• What to produce: State how many lines in the listing below include the word "GeoBounds", and add nothing besides the number.

• Material for this task:
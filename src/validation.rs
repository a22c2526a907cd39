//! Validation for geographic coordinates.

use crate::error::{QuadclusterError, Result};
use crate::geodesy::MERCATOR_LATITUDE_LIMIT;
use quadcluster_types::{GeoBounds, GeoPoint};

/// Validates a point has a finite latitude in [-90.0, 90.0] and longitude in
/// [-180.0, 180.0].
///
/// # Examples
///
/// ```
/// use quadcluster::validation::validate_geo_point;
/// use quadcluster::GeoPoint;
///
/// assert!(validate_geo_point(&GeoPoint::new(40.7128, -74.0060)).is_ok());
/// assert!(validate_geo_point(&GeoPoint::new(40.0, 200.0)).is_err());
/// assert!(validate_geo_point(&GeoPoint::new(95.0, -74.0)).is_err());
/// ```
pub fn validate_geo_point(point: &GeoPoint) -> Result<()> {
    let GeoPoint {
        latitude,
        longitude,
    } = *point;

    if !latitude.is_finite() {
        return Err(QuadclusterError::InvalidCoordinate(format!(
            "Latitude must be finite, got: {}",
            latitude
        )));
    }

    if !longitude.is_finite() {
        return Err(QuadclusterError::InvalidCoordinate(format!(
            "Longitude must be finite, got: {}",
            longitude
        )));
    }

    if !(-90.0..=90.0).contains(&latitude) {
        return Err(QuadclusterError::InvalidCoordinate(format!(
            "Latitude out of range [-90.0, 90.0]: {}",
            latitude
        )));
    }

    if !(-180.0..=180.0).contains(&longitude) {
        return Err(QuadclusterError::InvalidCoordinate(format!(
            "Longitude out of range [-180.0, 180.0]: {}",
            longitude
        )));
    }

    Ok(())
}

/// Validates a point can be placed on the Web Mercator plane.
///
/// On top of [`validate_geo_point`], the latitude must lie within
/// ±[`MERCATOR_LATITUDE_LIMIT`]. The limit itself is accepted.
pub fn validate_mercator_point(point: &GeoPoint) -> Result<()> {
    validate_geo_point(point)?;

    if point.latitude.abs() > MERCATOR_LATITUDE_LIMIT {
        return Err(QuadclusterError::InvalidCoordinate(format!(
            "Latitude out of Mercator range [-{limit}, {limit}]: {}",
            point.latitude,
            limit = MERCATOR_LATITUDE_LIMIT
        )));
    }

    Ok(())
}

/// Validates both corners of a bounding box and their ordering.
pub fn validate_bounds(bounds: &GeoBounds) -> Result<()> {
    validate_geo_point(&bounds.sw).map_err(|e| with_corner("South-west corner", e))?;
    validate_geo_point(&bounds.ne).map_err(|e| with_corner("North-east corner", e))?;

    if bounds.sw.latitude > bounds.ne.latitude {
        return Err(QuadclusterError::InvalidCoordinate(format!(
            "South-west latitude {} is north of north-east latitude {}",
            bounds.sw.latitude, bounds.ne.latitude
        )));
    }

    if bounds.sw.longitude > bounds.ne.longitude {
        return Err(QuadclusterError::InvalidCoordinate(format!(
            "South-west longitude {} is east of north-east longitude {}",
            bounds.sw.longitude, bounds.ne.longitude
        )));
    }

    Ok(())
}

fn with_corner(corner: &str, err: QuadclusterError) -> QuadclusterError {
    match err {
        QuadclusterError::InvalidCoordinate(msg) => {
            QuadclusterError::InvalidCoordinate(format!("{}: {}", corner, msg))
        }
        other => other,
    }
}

• Response to the exercise: 2